タイとカンボジアが寺院の建設計画で対立
文化遺産巡る両国の根深い対立が再燃か

  • 2021/7/31

インドシナ半島で隣接するタイとカンボジアは、経済的に強く依存し合うと同時に、歴史的な背景から対立の火種も抱えている。タイ国境にあるブリラム県でこのほどカンボジア様式の寺院を建てるプロジェクトが始まり、カンボジアの人々が反発しているという。7月10日付けのタイの英字紙バンコク・ポストはこの問題を採り上げた。

プレアビヒア遺跡の警護にあたる兵士と、その脇を通って遺跡に入る仏僧たち(2008年8月1日撮影)。
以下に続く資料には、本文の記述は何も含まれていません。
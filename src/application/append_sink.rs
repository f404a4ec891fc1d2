// Copyright 2026 Google LLC
//
// Licensed under the Apache License, Version 2.0 (the "License");
// you may not use this file except in compliance with the License.
// You may obtain a copy of the License at
//
//      http://www.apache.org/licenses/LICENSE-2.0
//
// Unless required by applicable law or agreed to in writing, software
// distributed under the License is distributed on an "AS IS" BASIS,
// WITHOUT WARRANTIES OR CONDITIONS OF ANY KIND, either express or implied.
// See the License for the specific language governing permissions and
// limitations under the License.

//! # Append Sink
//!
//! Writes one page to the end of a backup destination, creating the
//! destination on first use. A page too large for one block is written as
//! several self-contained JSON arrays, one per block, so every completed
//! append leaves the destination decodable.

use log::{debug, info};
use std::sync::Arc;

use crate::domain::codec;
use crate::domain::entities::Row;
use crate::domain::errors::Result;
use crate::domain::export_models::BackupDestination;
use crate::ports::blob_store_port::BlobStorePort;

/// What one page cost on the destination.
#[derive(Debug, Clone, Copy, PartialEq, Eq)]
pub struct AppendedPage {
    pub blocks: usize,
    pub bytes: u64,
}

pub struct AppendSink {
    blobs: Arc<dyn BlobStorePort>,
}

impl AppendSink {
    pub fn new(blobs: Arc<dyn BlobStorePort>) -> Self {
        Self { blobs }
    }

    /// Encodes and appends `rows`.
    ///
    /// Everything is encoded before the first write, so a row that can never
    /// fit a block fails the page with the destination untouched.
    pub fn append_page(&self, destination: &BackupDestination, rows: &[Row]) -> Result<AppendedPage> {
        let name = destination.name();
        let blocks = codec::encode_blocks(rows, self.blobs.max_block_bytes())?;
        if blocks.is_empty() {
            return Ok(AppendedPage { blocks: 0, bytes: 0 });
        }

        if self.blobs.create_if_absent(name)? {
            info!("Created backup destination {}", name);
        }
        let mut bytes = 0u64;
        for block in &blocks {
            self.blobs.append_block(name, block)?;
            bytes += block.len() as u64;
        }
        debug!(
            "Appended {} rows ({} bytes) to {} in {} block(s)",
            rows.len(),
            bytes,
            name,
            blocks.len()
        );
        Ok(AppendedPage {
            blocks: blocks.len(),
            bytes,
        })
    }
}

#[cfg(test)]
mod tests {
    use super::*;
    use crate::domain::export_models::{PagingMode, RunId};
    use crate::infrastructure::local_storage::memory_blob_adapter::MemoryBlobAdapter;

    fn dest() -> BackupDestination {
        BackupDestination::for_run(&RunId::parse("r").unwrap(), PagingMode::Token, "b.json")
    }

    fn rows(range: std::ops::Range<u32>) -> Vec<Row> {
        range.map(|i| Row::new("p", format!("{:03}", i))).collect()
    }

    #[test]
    fn test_creates_then_appends_in_order() {
        let blobs = Arc::new(MemoryBlobAdapter::default());
        let sink = AppendSink::new(blobs.clone());
        let first = sink.append_page(&dest(), &rows(0..2)).unwrap();
        sink.append_page(&dest(), &rows(2..3)).unwrap();

        assert_eq!(first.blocks, 1);
        assert_eq!(blobs.block_count(dest().name()), Some(2));
        let bytes = blobs.read(dest().name()).unwrap().unwrap();
        let mut expected = codec::encode_page(&rows(0..2)).unwrap();
        expected.extend(codec::encode_page(&rows(2..3)).unwrap());
        assert_eq!(bytes, expected);
    }

    #[test]
    fn test_large_page_is_split_into_whole_arrays() {
        let one = serde_json::to_vec(&rows(0..1)[0]).unwrap().len();
        let blobs = Arc::new(MemoryBlobAdapter::new(2 * one + 3));
        let sink = AppendSink::new(blobs.clone());

        let appended = sink.append_page(&dest(), &rows(0..5)).unwrap();
        assert_eq!(appended.blocks, 3);
        let bytes = blobs.read(dest().name()).unwrap().unwrap();
        assert_eq!(appended.bytes, bytes.len() as u64);
        let pages = codec::decode_stream(&bytes).unwrap();
        assert_eq!(pages.concat(), rows(0..5));
    }

    #[test]
    fn test_oversize_row_fails_before_writing() {
        let blobs = Arc::new(MemoryBlobAdapter::new(8));
        let sink = AppendSink::new(blobs.clone());
        assert!(sink.append_page(&dest(), &rows(0..2)).is_err());
        assert!(blobs.names().is_empty());
    }

    #[test]
    fn test_interrupted_page_leaves_a_readable_prefix() {
        let one = serde_json::to_vec(&rows(0..1)[0]).unwrap().len();
        let blobs = Arc::new(MemoryBlobAdapter::new(one + 2).fail_appends_after(2));
        let sink = AppendSink::new(blobs.clone());

        assert!(sink.append_page(&dest(), &rows(0..4)).is_err());
        let bytes = blobs.read(dest().name()).unwrap().unwrap();
        let pages = codec::decode_stream(&bytes).unwrap();
        assert_eq!(pages.concat(), rows(0..2));
    }
}
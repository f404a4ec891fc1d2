// Copyright 2026 Google LLC
//
// Licensed under the Apache License, Version 2.0 (the "License");
// you may not use this file except in compliance with the License.
// You may obtain a copy of the License at
//
//      http://www.apache.org/licenses/LICENSE-2.0
//
// Unless required by applicable law or agreed to in writing, software
// distributed under the License is distributed on an "AS IS" BASIS,
// WITHOUT WARRANTIES OR CONDITIONS OF ANY KIND, either express or implied.
// See the License for the specific language governing permissions and
// limitations under the License.

//! File-backed table source.
//!
//! Reads entities from a JSON array or JSON-lines file. The file is re-read on
//! every query, so edits made while a backup is running are visible to the
//! pages that follow, just like writes to a live table.

use log::debug;
use std::collections::BTreeMap;
use std::path::{Path, PathBuf};

use crate::domain::codec;
use crate::domain::errors::{BackupError, Result};
use crate::domain::entities::RowPage;
use crate::infrastructure::table::memory_table_adapter::{query_rows, DEFAULT_SERVER_PAGE_LIMIT};
use crate::ports::table_store_port::{QueryFilter, TableStorePort};

pub struct FileTableAdapter {
    path: PathBuf,
    server_page_limit: usize,
}

impl FileTableAdapter {
    pub fn new(path: impl AsRef<Path>) -> Self {
        Self {
            path: path.as_ref().to_path_buf(),
            server_page_limit: DEFAULT_SERVER_PAGE_LIMIT,
        }
    }

    pub fn with_server_page_limit(mut self, limit: usize) -> Self {
        self.server_page_limit = limit.max(1);
        self
    }

    fn fetch_error(&self, reason: String) -> BackupError {
        BackupError::FetchError {
            table: self.path.display().to_string(),
            reason,
        }
    }
}

impl TableStorePort for FileTableAdapter {
    fn name(&self) -> String {
        self.path.display().to_string()
    }

    fn query_page(
        &self,
        filter: &QueryFilter,
        page_size: usize,
        continuation: Option<&str>,
    ) -> Result<RowPage> {
        let bytes = std::fs::read(&self.path)
            .map_err(|e| self.fetch_error(format!("cannot read table file: {}", e)))?;
        let rows = codec::decode_rows(&bytes).map_err(|e| self.fetch_error(e.to_string()))?;

        // Later entries with the same key replace earlier ones.
        let mut by_key = BTreeMap::new();
        for row in rows {
            by_key.insert(row.key(), row);
        }
        debug!(
            "Loaded {} entities from {} for filter {}",
            by_key.len(),
            self.path.display(),
            filter
        );

        query_rows(
            &self.name(),
            by_key.into_values(),
            filter,
            page_size,
            continuation,
            self.server_page_limit,
        )
    }
}

#[cfg(test)]
mod tests {
    use super::*;
    use std::io::Write;

    #[test]
    fn test_reads_json_lines_and_dedupes_keys() {
        let mut file = tempfile::NamedTempFile::new().unwrap();
        writeln!(file, r#"{{"PartitionKey":"a","RowKey":"1","v":1}}"#).unwrap();
        writeln!(file, r#"{{"PartitionKey":"a","RowKey":"2","v":2}}"#).unwrap();
        writeln!(file, r#"{{"PartitionKey":"a","RowKey":"1","v":3}}"#).unwrap();

        let table = FileTableAdapter::new(file.path());
        let page = table.query_page(&QueryFilter::All, 10, None).unwrap();
        assert_eq!(page.rows.len(), 2);
        assert_eq!(
            page.rows[0].get("v"),
            Some(&crate::domain::entities::Value::Int32(3))
        );
        assert!(page.continuation.is_none());
    }

    #[test]
    fn test_sees_rows_appended_between_queries() {
        let mut file = tempfile::NamedTempFile::new().unwrap();
        writeln!(file, r#"[{{"PartitionKey":"a","RowKey":"1"}}]"#).unwrap();
        let table = FileTableAdapter::new(file.path());
        assert_eq!(table.query_page(&QueryFilter::All, 10, None).unwrap().rows.len(), 1);

        writeln!(file, r#"{{"PartitionKey":"a","RowKey":"2"}}"#).unwrap();
        file.flush().unwrap();
        assert_eq!(table.query_page(&QueryFilter::All, 10, None).unwrap().rows.len(), 2);
    }

    #[test]
    fn test_missing_file_is_a_fetch_error() {
        let dir = tempfile::tempdir().unwrap();
        let table = FileTableAdapter::new(dir.path().join("nope.json"));
        let err = table.query_page(&QueryFilter::All, 10, None).unwrap_err();
        assert!(matches!(err, BackupError::FetchError { .. }));
    }
}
2008年に世界遺産登録をされた同遺跡は、その帰属をめぐって2011年までタイとカンボジアの交戦が続いていたが、2013年に国際司法裁判所によって、カンボジア領と認定された (c) ロイター/アフロ

 

アンコールワットを模した?

 社説によると、論争を呼んでいる計画内容は、ブリラム県のナンロン地区に、クメール(カンボジア)スタイルの仏塔を建設するというものだという。これを知ったカンボジアの「ネチズン」たちから「アンコールワットを模したものだ」という批判が起きたが、プロジェクトを主導する寺院はこの指摘を否定しており、カンボジア政府も「そのような事実はない」と否定している。「このような怒りは、愛憎うずまく両国の間では決して珍しいことではない。タイの仮面ダンスがユネスコ無形文化遺産に登録された時や、両国の国境にあるプレアビヒア寺院が世界遺産に登録された時も、それが火種になって武力衝突に発展することもある」と、社説は言う。
 その上で、社説は「文化や歴史に対する見解の違いを、<過去のもの>と軽視してはならない」と、指摘する。ここで連想するのが、2003年の事件だ。2003年、タイ人の女優が「アンコールワットはタイのものだ」と発言したと報道されたのを機に、カンボジアの若者らがカンボジア国内のタイ大使館やタイ系企業を襲撃。放火や破壊行動が相次ぎ、両国は一時、国交を断絶するに至った。後に、この女優は発言そのものを否定し、噂が広まっただけだったことが明らかになったのだが、社説はこの事件について、「カンボジアの総選挙にからみ、政治的意図を持つ人々が作り上げた噂だった」と振り返る。

ともに保護、育成を

 その上で社説は、「タイとカンボジア、両国民の中には歴史的な敵意や国粋主義にとらわれている者も多い。両国がお互いに否定的な感情を抱くための道具として誤った形で歴史が利用されている」と指摘。「これ以上の憎悪が広がらないように、このような感情は排除されるべきだ。今回の仏塔建築プロジェクトでもわかるように、両国民がより深くお互いを理解するための努力は、いまだ不十分だ」との見方を示す。
 さらに、文化には国境がない、と主張し、次のように述べる。
「両国の人々は、数世紀にわたって文化遺産を共有して来られたことを感謝すべきだ。タイ東北部のほとんどの県にはカンボジアスタイルの遺跡があるし、カンボジアには、バンコクの寺院にあるような壁画が描かれている寺院もある」「文化遺産が誰のものか、と問うてはならない。そんな問いは誰の得にもならないばかりか、平和な関係を傷つけるだけだ。タイとカンボジア、両国民はお互いの遺産を同じように大切にしなければならない」
 2003年にカンボジアでタイ大使館の襲撃事件が起きた背景には、両国の経済格差があったとも言われている。タイへ出稼ぎに行ったカンボジア人労働者が、雇い主による搾取に耐えられず怒りが爆発し、その動きを政治家が利用したのではないか、という見方だ。今もなお、多くのカンボジア人がタイに出稼ぎに行っているほか、バンコクにはカンボジア人のスラムもある。対立の火種は根深く、歴史や文化遺産をめぐるちょっとした動きが、爆発の導火線になりかねない状態は今も続いている。